_Task to complete:_ Provide nothing except how many lines of the data contain the word "await".

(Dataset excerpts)

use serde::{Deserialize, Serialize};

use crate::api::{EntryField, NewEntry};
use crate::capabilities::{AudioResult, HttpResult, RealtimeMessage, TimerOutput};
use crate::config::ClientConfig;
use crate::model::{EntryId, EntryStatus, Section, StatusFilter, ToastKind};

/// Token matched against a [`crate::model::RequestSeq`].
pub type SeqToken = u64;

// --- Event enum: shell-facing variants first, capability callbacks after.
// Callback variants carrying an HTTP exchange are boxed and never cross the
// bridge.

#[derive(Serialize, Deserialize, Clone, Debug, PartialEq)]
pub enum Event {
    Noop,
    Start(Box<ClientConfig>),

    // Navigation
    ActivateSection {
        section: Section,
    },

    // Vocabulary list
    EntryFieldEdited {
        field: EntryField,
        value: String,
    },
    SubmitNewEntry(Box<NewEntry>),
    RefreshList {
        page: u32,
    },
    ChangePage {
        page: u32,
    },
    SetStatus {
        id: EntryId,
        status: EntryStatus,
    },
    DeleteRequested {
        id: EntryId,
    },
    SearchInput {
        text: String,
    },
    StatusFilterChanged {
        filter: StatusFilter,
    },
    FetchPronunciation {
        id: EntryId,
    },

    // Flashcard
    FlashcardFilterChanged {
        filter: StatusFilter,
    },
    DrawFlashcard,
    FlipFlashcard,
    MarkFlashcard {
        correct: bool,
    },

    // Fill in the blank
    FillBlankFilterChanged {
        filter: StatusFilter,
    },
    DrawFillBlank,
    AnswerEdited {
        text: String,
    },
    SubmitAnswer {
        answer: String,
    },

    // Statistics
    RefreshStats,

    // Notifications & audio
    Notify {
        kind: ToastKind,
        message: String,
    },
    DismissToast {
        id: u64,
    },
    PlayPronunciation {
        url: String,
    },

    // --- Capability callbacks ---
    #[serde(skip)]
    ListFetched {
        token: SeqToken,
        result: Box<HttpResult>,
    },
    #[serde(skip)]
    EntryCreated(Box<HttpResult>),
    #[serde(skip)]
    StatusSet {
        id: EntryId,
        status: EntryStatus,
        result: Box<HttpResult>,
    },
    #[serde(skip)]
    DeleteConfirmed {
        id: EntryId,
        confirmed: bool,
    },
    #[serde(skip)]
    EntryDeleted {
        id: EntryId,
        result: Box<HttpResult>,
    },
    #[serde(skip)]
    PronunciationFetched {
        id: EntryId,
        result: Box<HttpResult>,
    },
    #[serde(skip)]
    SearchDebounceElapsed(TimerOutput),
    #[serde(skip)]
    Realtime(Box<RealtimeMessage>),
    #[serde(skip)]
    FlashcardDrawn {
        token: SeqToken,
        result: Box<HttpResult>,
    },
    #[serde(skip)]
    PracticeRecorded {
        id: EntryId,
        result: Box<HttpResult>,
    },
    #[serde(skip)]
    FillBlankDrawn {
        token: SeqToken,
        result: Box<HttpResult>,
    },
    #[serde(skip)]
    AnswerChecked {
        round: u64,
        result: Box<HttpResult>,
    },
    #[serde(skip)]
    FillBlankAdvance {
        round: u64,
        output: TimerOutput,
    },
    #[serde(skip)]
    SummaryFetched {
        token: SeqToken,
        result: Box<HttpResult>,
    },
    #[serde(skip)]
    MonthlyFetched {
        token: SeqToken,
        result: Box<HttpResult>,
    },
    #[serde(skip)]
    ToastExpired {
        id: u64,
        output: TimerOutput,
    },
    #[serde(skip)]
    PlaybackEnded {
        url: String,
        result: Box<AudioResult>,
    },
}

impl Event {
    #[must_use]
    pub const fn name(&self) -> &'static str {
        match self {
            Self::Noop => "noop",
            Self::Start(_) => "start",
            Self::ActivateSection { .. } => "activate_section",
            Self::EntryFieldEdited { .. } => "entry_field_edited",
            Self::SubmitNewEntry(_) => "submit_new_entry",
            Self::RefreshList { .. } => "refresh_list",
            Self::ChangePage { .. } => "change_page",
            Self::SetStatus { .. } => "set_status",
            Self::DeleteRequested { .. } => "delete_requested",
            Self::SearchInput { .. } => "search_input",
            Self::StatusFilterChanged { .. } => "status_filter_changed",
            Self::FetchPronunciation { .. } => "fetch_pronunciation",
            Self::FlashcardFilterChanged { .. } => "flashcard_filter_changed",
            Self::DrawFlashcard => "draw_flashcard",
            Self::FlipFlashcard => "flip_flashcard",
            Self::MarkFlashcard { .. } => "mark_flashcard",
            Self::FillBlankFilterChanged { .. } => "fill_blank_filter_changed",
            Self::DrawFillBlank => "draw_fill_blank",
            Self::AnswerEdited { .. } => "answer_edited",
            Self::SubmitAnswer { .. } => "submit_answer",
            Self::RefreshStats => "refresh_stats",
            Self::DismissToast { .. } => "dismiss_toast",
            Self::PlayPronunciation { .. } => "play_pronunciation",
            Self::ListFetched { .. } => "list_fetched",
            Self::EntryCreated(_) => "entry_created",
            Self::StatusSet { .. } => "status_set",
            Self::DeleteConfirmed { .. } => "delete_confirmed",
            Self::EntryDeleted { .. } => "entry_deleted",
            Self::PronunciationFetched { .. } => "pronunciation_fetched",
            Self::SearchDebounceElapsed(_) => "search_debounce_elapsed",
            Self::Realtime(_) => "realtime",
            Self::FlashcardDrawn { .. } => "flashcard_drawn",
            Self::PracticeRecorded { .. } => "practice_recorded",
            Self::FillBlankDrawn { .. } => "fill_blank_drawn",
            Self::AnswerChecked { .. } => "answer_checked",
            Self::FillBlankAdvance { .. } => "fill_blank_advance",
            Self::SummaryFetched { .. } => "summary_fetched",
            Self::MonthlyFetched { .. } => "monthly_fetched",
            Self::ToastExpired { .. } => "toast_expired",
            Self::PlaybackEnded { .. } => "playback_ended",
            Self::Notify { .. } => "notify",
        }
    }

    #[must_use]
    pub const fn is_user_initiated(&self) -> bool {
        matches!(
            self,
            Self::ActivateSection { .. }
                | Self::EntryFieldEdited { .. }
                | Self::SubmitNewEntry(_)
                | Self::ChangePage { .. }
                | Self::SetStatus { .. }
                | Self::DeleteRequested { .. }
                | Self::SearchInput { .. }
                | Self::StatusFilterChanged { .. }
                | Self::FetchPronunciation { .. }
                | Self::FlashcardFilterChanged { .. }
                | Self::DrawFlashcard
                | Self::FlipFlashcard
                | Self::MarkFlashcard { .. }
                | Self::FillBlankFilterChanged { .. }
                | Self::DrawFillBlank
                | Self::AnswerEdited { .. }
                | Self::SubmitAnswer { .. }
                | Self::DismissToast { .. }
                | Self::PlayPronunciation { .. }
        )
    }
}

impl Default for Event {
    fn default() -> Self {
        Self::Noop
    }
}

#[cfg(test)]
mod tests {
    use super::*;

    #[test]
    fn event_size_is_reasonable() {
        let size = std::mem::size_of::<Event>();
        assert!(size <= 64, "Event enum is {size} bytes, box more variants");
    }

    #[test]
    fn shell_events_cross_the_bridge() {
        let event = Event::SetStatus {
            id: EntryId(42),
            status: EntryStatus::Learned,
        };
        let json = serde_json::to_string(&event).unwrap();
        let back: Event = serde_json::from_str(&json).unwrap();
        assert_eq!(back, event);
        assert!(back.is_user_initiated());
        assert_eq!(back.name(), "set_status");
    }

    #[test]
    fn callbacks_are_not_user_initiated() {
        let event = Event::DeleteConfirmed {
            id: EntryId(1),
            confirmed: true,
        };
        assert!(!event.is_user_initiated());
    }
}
==
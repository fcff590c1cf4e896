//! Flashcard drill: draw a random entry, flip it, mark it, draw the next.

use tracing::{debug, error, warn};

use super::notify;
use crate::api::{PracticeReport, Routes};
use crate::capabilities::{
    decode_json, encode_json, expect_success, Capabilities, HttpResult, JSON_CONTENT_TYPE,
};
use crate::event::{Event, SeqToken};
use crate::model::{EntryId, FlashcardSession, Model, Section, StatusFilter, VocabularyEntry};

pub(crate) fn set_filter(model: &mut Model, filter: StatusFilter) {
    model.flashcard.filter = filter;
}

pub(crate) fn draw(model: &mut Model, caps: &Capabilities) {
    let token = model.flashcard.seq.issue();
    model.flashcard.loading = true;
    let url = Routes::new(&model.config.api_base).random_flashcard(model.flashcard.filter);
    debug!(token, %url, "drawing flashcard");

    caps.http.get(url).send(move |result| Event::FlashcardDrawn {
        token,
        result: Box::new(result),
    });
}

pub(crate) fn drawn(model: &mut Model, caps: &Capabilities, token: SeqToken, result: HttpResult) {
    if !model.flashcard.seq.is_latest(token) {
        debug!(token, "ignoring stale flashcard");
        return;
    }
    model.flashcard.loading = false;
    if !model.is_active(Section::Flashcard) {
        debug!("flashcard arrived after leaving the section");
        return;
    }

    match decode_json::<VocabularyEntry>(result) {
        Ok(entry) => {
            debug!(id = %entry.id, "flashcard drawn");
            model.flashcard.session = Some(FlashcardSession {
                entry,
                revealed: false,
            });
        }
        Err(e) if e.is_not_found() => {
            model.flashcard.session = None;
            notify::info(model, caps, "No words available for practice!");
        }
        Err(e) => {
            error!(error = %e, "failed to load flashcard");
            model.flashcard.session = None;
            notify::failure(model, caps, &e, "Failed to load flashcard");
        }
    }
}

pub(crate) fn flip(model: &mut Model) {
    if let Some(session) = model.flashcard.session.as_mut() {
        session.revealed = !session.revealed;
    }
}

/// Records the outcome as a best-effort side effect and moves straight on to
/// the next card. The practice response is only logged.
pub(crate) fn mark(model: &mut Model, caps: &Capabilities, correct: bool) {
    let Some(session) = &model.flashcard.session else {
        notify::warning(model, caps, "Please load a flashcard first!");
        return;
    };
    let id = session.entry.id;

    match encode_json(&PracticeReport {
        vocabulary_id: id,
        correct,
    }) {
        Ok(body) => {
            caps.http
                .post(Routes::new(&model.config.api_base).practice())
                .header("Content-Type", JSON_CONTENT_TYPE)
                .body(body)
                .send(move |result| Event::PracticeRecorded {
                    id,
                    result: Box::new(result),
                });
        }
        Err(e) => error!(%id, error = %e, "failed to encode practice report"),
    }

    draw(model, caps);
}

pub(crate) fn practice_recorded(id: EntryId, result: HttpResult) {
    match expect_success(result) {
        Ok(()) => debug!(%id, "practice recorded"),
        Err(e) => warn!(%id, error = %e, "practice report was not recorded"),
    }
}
...
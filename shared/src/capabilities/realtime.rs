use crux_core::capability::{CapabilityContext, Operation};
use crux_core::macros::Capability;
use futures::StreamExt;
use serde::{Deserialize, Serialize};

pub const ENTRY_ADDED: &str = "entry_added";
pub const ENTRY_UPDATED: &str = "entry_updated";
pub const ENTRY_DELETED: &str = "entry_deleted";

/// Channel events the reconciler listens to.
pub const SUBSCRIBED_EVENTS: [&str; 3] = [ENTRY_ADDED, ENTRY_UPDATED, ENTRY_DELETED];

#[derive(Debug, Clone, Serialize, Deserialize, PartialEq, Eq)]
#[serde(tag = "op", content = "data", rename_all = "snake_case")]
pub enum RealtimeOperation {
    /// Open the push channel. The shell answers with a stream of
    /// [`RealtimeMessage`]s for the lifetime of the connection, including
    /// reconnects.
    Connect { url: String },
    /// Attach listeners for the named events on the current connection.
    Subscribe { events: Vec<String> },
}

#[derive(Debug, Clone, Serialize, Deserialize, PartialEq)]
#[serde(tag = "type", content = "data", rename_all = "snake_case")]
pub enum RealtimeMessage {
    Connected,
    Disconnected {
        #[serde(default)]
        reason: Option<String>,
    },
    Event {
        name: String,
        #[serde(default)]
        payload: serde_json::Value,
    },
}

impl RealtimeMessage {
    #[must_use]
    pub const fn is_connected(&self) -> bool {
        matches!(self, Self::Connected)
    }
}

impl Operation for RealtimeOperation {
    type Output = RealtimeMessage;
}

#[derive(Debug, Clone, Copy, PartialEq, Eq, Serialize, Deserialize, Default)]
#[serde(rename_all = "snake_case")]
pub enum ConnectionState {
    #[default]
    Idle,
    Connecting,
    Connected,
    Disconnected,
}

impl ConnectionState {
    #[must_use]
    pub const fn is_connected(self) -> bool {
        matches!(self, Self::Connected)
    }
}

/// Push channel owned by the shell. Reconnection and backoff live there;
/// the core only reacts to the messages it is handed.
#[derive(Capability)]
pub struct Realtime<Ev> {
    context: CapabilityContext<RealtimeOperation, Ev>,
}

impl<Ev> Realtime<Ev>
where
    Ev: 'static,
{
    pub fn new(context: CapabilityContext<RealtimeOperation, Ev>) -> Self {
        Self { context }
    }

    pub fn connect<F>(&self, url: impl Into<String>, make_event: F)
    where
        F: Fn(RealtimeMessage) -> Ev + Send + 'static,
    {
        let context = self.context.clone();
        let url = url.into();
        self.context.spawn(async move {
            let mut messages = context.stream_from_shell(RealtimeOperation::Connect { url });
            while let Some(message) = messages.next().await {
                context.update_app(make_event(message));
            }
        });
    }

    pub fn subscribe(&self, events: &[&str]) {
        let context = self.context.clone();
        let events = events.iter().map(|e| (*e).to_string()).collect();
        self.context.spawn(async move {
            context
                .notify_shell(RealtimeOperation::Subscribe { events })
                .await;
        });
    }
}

_Response box:_ 2